In how many lines of the records below does the word "ConfigError" appear? Reply with the number only.

■ Stored data
[Start of section]

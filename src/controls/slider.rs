//! Horizontal slider bound to one model parameter.

use glam::Vec2;

use super::HitTest;
use crate::config::{ConfigError, SliderConfig};

/// Distance from the handle centre that still grabs it (points)
pub const HANDLE_HIT_RADIUS: f32 = 10.0;

/// A draggable control mapping a horizontal track onto `[min, max]`
///
/// The value never leaves its range: it is clamped on construction and every
/// drag clamps the pointer to the track before mapping it back.
#[derive(Debug, Clone)]
pub struct ParameterControl {
    /// Left end of the track
    position: Vec2,
    /// Track length (points)
    length: f32,
    min: f64,
    max: f64,
    value: f64,
    label: String,
    unit: String,
    dragging: bool,
}

impl ParameterControl {
    pub fn new(
        label: impl Into<String>,
        unit: impl Into<String>,
        position: Vec2,
        length: f32,
        range: &SliderConfig,
    ) -> Result<Self, ConfigError> {
        let label = label.into();
        range.validate(&label)?;
        if !(length > 0.0) {
            return Err(ConfigError::non_positive(format!("{} track length", label), length as f64));
        }

        Ok(Self {
            position,
            length,
            min: range.min,
            max: range.max,
            value: range.clamped_default(),
            label,
            unit: unit.into(),
            dragging: false,
        })
    }

    pub fn value(&self) -> f64 {
        self.value
    }

    pub fn range(&self) -> (f64, f64) {
        (self.min, self.max)
    }

    pub fn label(&self) -> &str {
        &self.label
    }

    pub fn unit(&self) -> &str {
        &self.unit
    }

    pub fn is_dragging(&self) -> bool {
        self.dragging
    }

    /// Track endpoints (left, right)
    pub fn track(&self) -> (Vec2, Vec2) {
        (self.position, self.position + Vec2::new(self.length, 0.0))
    }

    /// Handle centre: the value interpolated along the track
    pub fn handle_position(&self) -> Vec2 {
        let t = ((self.value - self.min) / (self.max - self.min)) as f32;
        self.position + Vec2::new(t * self.length, 0.0)
    }

    pub fn begin_drag(&mut self) {
        self.dragging = true;
    }

    /// Follow the pointer's x while dragging; ignored otherwise
    pub fn update_drag(&mut self, pointer: Vec2) {
        if !self.dragging {
            return;
        }
        let x = pointer.x.clamp(self.position.x, self.position.x + self.length);
        let t = ((x - self.position.x) / self.length) as f64;
        // Endpoint-exact lerp: t = 0 gives min, t = 1 gives max
        self.value = (self.min * (1.0 - t) + self.max * t).clamp(self.min, self.max);
    }

    pub fn end_drag(&mut self) {
        self.dragging = false;
    }
}

impl HitTest for ParameterControl {
    fn hit_test(&self, pointer: Vec2) -> bool {
        pointer.distance(self.handle_position()) < HANDLE_HIT_RADIUS
    }
}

[End of section]

■ SOLUTION BELOW
3